Como hemos indicado arriba, la película es una puesta en escena de los sentimientos más primarios y, por ende, más característicos del ser humano. Esta disposición no es casual, puesto que, al detallar una trama de carácter histórico, cuyo resultado puede ser conocido de antemano por el espectador, prefiere ahondar en el alma de cada uno de sus protagonistas, describiendo sus diferentes reacciones ante el inminente final que los aguarda. Dichas respuestas oscilan entre el citado temor a la muerte y la madura responsabilidad para con Dios y para con sus vecinos, ya que, como puede verse en el film, estos admiran a aquellos por su ejemplaridad y por las atenciones que de ellos reciben. Para manifestar este debate, que se asienta entre los monjes como un hermano más de la comunidad, la cinta nos presenta las respectivas luchas internas de cada uno de ellos, las pausadas reuniones donde exponen sus posturas, y el oneroso cargo del abad, que debe decidir en nombre de todos y, al mismo tiempo, aleccionarlos paternalmente sin influir en la medida que deseen proponer (impagable la escena en que infunde valor a uno de ellos recordándole su vocación religiosa: “Tu vida ya la has entregado: se la entregaste a Cristo cuando decidiste dejarlo todo por él”).

Ciertamente, el dilema entre el martirio y la huida, que ronda la mente de los monjes, no habría tenido lugar, si estos hubiesen postergado la caridad como norma fundamental de sus vidas (recordemos que, en el análisis de la semana pasada, aseverábamos que esta virtud es el amor al prójimo a través del corazón de Cristo), pues, en efecto, ante una tesitura de esta índole, la opción más acertada es la segunda. Sin embargo, a lo largo del metraje, descubrimos que, precisamente, es el amor de Dios el que alimenta sus vidas, ya que podemos comprobar en él hasta qué punto está presente la liturgia en su jornada y cómo son capaces de consagrar esta, en consecuencia, a las personas que los rodean, aun formando parte de un credo diferente al suyo (en este sentido, y en la misma escena mencionada arriba, el superior afirma con claridad que su misión en ese pueblo es ser hermanos de todos). Con este valeroso testimonio, además, acercan el amor de Dios a quienes están lejos de él (es necesario evocar aquí el momento en que el abad anuncia el nacimiento del Salvador a sus futuros captores).

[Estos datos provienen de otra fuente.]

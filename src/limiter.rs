//! Token-bucket pacing for outbound model requests.
//!
//! Wraps a [`leaky_bucket::RateLimiter`] with two behaviours the raw bucket
//! does not have:
//!
//! * **Atomic reconfiguration** — [`update`](RateLimiter::update) replaces
//!   the bucket; waiters parked on the old bucket are woken through a
//!   generation channel and re-park on the new one, so a config change
//!   takes effect for every in-flight `wait`, not just future calls.
//! * **Cooperative cancellation** — [`wait`](RateLimiter::wait) races token
//!   acquisition against the caller's [`CancellationToken`] and a permanent
//!   [`close`](RateLimiter::close).
//!
//! Tokens never accumulate above `burst`; the bucket starts full so a cold
//! engine can issue an initial burst without pacing delay.

use std::sync::{Arc, Mutex};
use std::time::Duration;
use tokio::sync::watch;
use tokio_util::sync::CancellationToken;
use tracing::debug;

/// Error returned by [`RateLimiter::wait`].
#[derive(Debug, Clone, Copy, PartialEq, Eq)]
pub struct Cancelled;

struct State {
    bucket: Arc<leaky_bucket::RateLimiter>,
    closed: bool,
}

/// Shared token bucket. Cheap to clone via `Arc` at the call sites.
pub struct RateLimiter {
    state: Mutex<State>,
    generation: watch::Sender<u64>,
}

fn build_bucket(interval: Duration, burst: usize) -> Arc<leaky_bucket::RateLimiter> {
    let burst = burst.max(1);
    let interval = interval.max(Duration::from_millis(1));
    Arc::new(
        leaky_bucket::RateLimiter::builder()
            .max(burst)
            .initial(burst)
            .refill(1)
            .interval(interval)
            .build(),
    )
}

impl RateLimiter {
    /// Create a bucket with capacity `burst` refilled one token per
    /// `interval`.
    pub fn new(interval: Duration, burst: usize) -> Self {
        let (generation, _) = watch::channel(0);
        Self {
            state: Mutex::new(State {
                bucket: build_bucket(interval, burst),
                closed: false,
            }),
            generation,
        }
    }

    /// Block until a token is available, the context is cancelled, or the
    /// limiter is closed.
    pub async fn wait(&self, cancel: &CancellationToken) -> Result<(), Cancelled> {
        loop {
            let (bucket, mut epoch) = {
                let state = self.state.lock().expect("limiter lock poisoned");
                if state.closed {
                    return Err(Cancelled);
                }
                // Subscribing under the lock means a reconfigure can never
                // slip between reading the bucket and arming the watch.
                (state.bucket.clone(), self.generation.subscribe())
            };

            tokio::select! {
                _ = cancel.cancelled() => return Err(Cancelled),
                _ = epoch.changed() => {
                    debug!("rate limiter reconfigured; waiter migrating to new bucket");
                    continue;
                }
                _ = bucket.acquire_one() => return Ok(()),
            }
        }
    }

    /// Take a token without blocking.
    pub fn try_acquire(&self) -> bool {
        let state = self.state.lock().expect("limiter lock poisoned");
        if state.closed {
            return false;
        }
        state.bucket.try_acquire(1)
    }

    /// Atomically replace the bucket. In-flight waiters are serviced by the
    /// new bucket; accumulated tokens beyond the new `burst` are discarded.
    pub fn update(&self, interval: Duration, burst: usize) {
        {
            let mut state = self.state.lock().expect("limiter lock poisoned");
            if state.closed {
                return;
            }
            state.bucket = build_bucket(interval, burst);
        }
        self.generation.send_modify(|g| *g += 1);
    }

    /// Permanently close the limiter; current and future waits return
    /// [`Cancelled`].
    pub fn close(&self) {
        {
            let mut state = self.state.lock().expect("limiter lock poisoned");
            state.closed = true;
        }
        self.generation.send_modify(|g| *g += 1);
    }
}

#[cfg(test)]
mod tests {
    use super::*;
    use std::time::Instant;

    #[tokio::test]
    async fn burst_tokens_are_immediate() {
        let limiter = RateLimiter::new(Duration::from_secs(60), 3);
        let cancel = CancellationToken::new();
        let start = Instant::now();
        for _ in 0..3 {
            limiter.wait(&cancel).await.unwrap();
        }
        assert!(start.elapsed() < Duration::from_millis(200));
    }

    #[tokio::test]
    async fn try_acquire_exhausts_burst() {
        let limiter = RateLimiter::new(Duration::from_secs(60), 2);
        assert!(limiter.try_acquire());
        assert!(limiter.try_acquire());
        assert!(!limiter.try_acquire());
    }

    #[tokio::test]
    async fn cancelled_context_stops_wait() {
        let limiter = RateLimiter::new(Duration::from_secs(60), 1);
        let cancel = CancellationToken::new();
        limiter.wait(&cancel).await.unwrap(); // drain the burst
        cancel.cancel();
        assert_eq!(limiter.wait(&cancel).await, Err(Cancelled));
    }

    #[tokio::test]
    async fn close_is_permanent() {
        let limiter = RateLimiter::new(Duration::from_millis(1), 1);
        limiter.close();
        let cancel = CancellationToken::new();
        assert_eq!(limiter.wait(&cancel).await, Err(Cancelled));
        assert!(!limiter.try_acquire());
    }

    #[tokio::test]
    async fn update_services_parked_waiter() {
        let limiter = Arc::new(RateLimiter::new(Duration::from_secs(3600), 1));
        let cancel = CancellationToken::new();
        limiter.wait(&cancel).await.unwrap(); // drain; next wait parks ~1h

        let waiter = {
            let limiter = limiter.clone();
            let cancel = cancel.clone();
            tokio::spawn(async move { limiter.wait(&cancel).await })
        };
        tokio::time::sleep(Duration::from_millis(50)).await;
        assert!(!waiter.is_finished());

        // New bucket starts full, so the migrated waiter acquires at once.
        limiter.update(Duration::from_millis(10), 2);
        let result = tokio::time::timeout(Duration::from_secs(2), waiter)
            .await
            .expect("waiter should finish after update")
            .unwrap();
        assert_eq!(result, Ok(()));
    }

    #[tokio::test]
    async fn close_wakes_parked_waiter() {
        let limiter = Arc::new(RateLimiter::new(Duration::from_secs(3600), 1));
        let cancel = CancellationToken::new();
        limiter.wait(&cancel).await.unwrap();

        let waiter = {
            let limiter = limiter.clone();
            let cancel = cancel.clone();
            tokio::spawn(async move { limiter.wait(&cancel).await })
        };
        tokio::time::sleep(Duration::from_millis(50)).await;
        limiter.close();
        let result = tokio::time::timeout(Duration::from_secs(2), waiter)
            .await
            .expect("waiter should finish after close")
            .unwrap();
        assert_eq!(result, Err(Cancelled));
    }
}
//! Durable cache tier: a keyed SQLite table of immutable entries.
//!
//! Rows are written once per fingerprint and only ever deleted (TTL expiry,
//! corruption, explicit invalidation, LRU eviction). `last_access` is
//! bumped on every read so eviction can drop oldest-access first, then
//! oldest-write — deterministic regardless of insertion order.

use super::{CacheEntry, CacheKind};
use crate::error::EngineError;
use chrono::{DateTime, Utc};
use rusqlite::{params, Connection, OptionalExtension};
use std::path::Path;
use std::sync::Mutex;
use tracing::warn;

const SCHEMA: &str = r#"
CREATE TABLE IF NOT EXISTS cache_entries (
    fingerprint TEXT PRIMARY KEY,
    kind TEXT NOT NULL,
    payload_text TEXT NOT NULL,
    model_id TEXT NOT NULL,
    created_at TEXT NOT NULL,
    bytes INTEGER NOT NULL,
    last_access TEXT NOT NULL
);

CREATE INDEX IF NOT EXISTS idx_cache_last_access
    ON cache_entries(last_access, created_at);
"#;

/// What a read attempt found.
pub(super) enum Lookup {
    Hit(CacheEntry),
    Miss,
    /// Row existed but would not read back; it has been deleted.
    Corrupt,
}

pub(super) struct DurableStore {
    conn: Mutex<Connection>,
}

impl DurableStore {
    pub fn open(path: &Path) -> Result<Self, EngineError> {
        if let Some(parent) = path.parent() {
            std::fs::create_dir_all(parent).map_err(|e| EngineError::Io {
                path: parent.to_path_buf(),
                source: e,
            })?;
        }
        let conn = Connection::open(path)?;
        conn.execute_batch(SCHEMA)?;
        Ok(Self {
            conn: Mutex::new(conn),
        })
    }

    #[cfg(test)]
    pub fn open_in_memory() -> Result<Self, EngineError> {
        let conn = Connection::open_in_memory()?;
        conn.execute_batch(SCHEMA)?;
        Ok(Self {
            conn: Mutex::new(conn),
        })
    }

    /// Read an entry and bump its access time.
    pub fn get(&self, fingerprint: &str) -> Result<Lookup, EngineError> {
        let conn = self.conn.lock().expect("cache store lock poisoned");
        let row = conn
            .query_row(
                "SELECT kind, payload_text, model_id, created_at, bytes
                 FROM cache_entries WHERE fingerprint = ?1",
                params![fingerprint],
                |row| {
                    Ok((
                        row.get::<_, String>(0)?,
                        row.get::<_, String>(1)?,
                        row.get::<_, String>(2)?,
                        row.get::<_, String>(3)?,
                        row.get::<_, i64>(4)?,
                    ))
                },
            )
            .optional()?;

        let Some((kind_raw, payload_text, model_id, created_raw, bytes)) = row else {
            return Ok(Lookup::Miss);
        };

        let kind = CacheKind::parse(&kind_raw);
        let created_at = DateTime::parse_from_rfc3339(&created_raw)
            .map(|t| t.with_timezone(&Utc))
            .ok();
        let (Some(kind), Some(created_at)) = (kind, created_at) else {
            warn!(fingerprint, "corrupt cache row; evicting");
            conn.execute(
                "DELETE FROM cache_entries WHERE fingerprint = ?1",
                params![fingerprint],
            )?;
            return Ok(Lookup::Corrupt);
        };

        conn.execute(
            "UPDATE cache_entries SET last_access = ?1 WHERE fingerprint = ?2",
            params![Utc::now().to_rfc3339(), fingerprint],
        )?;

        Ok(Lookup::Hit(CacheEntry {
            fingerprint: fingerprint.to_string(),
            kind,
            payload_text,
            model_id,
            created_at,
            bytes: bytes.max(0) as u64,
        }))
    }

    /// Existence check that leaves `last_access` untouched.
    pub fn contains(&self, fingerprint: &str) -> Result<Option<DateTime<Utc>>, EngineError> {
        let conn = self.conn.lock().expect("cache store lock poisoned");
        let created: Option<String> = conn
            .query_row(
                "SELECT created_at FROM cache_entries WHERE fingerprint = ?1",
                params![fingerprint],
                |row| row.get(0),
            )
            .optional()?;
        Ok(created.and_then(|raw| {
            DateTime::parse_from_rfc3339(&raw)
                .map(|t| t.with_timezone(&Utc))
                .ok()
        }))
    }

    /// Insert an entry; an existing row for the fingerprint wins.
    pub fn insert(&self, entry: &CacheEntry) -> Result<(), EngineError> {
        let conn = self.conn.lock().expect("cache store lock poisoned");
        conn.execute(
            "INSERT OR IGNORE INTO cache_entries
             (fingerprint, kind, payload_text, model_id, created_at, bytes, last_access)
             VALUES (?1, ?2, ?3, ?4, ?5, ?6, ?5)",
            params![
                entry.fingerprint,
                entry.kind.as_str(),
                entry.payload_text,
                entry.model_id,
                entry.created_at.to_rfc3339(),
                entry.bytes as i64,
            ],
        )?;
        Ok(())
    }

    pub fn delete(&self, fingerprint: &str) -> Result<(), EngineError> {
        let conn = self.conn.lock().expect("cache store lock poisoned");
        conn.execute(
            "DELETE FROM cache_entries WHERE fingerprint = ?1",
            params![fingerprint],
        )?;
        Ok(())
    }

    pub fn total_bytes(&self) -> Result<u64, EngineError> {
        let conn = self.conn.lock().expect("cache store lock poisoned");
        let total: i64 = conn.query_row(
            "SELECT COALESCE(SUM(bytes), 0) FROM cache_entries",
            [],
            |row| row.get(0),
        )?;
        Ok(total.max(0) as u64)
    }

    /// Drop entries — oldest access first, then oldest write — until the
    /// stored bytes fit `target_bytes`. Returns how many rows went.
    pub fn evict_lru_until(&self, target_bytes: u64) -> Result<usize, EngineError> {
        let conn = self.conn.lock().expect("cache store lock poisoned");
        let mut total: i64 = conn.query_row(
            "SELECT COALESCE(SUM(bytes), 0) FROM cache_entries",
            [],
            |row| row.get(0),
        )?;
        let mut evicted = 0usize;

        while total.max(0) as u64 > target_bytes {
            let victim: Option<(String, i64)> = conn
                .query_row(
                    "SELECT fingerprint, bytes FROM cache_entries
                     ORDER BY last_access ASC, created_at ASC LIMIT 1",
                    [],
                    |row| Ok((row.get(0)?, row.get(1)?)),
                )
                .optional()?;
            let Some((fingerprint, bytes)) = victim else {
                break;
            };
            conn.execute(
                "DELETE FROM cache_entries WHERE fingerprint = ?1",
                params![fingerprint],
            )?;
            total -= bytes;
            evicted += 1;
        }
        Ok(evicted)
    }
}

La caridad y la valentía, pues, se dan la mano en este estupendo film, que perfila un retrato intenso y atinado de la primera, y que presenta la segunda como la característica apropiada para afrontar la consecuencia más extrema del amor, que es la muerte. Es posible, por tanto, que este fuera el motivo de su éxito, incluso en círculos ajenos al católico, ya que, en definitiva, narra la vida de unos hombres que encaran el riesgo de su exterminio por el sentimiento que invade sus corazones; sin embargo, lo hace bajo el prisma de la humanidad, alejado de cualquier referencia de tintes hagiográficos, transmitiéndole, pues, al espectador la sensación de estar participando de una historia que él mismo puede protagonizar, ya que también está llamado a vivir el amor de la manera tan radical con la que aquellos lo han vivido.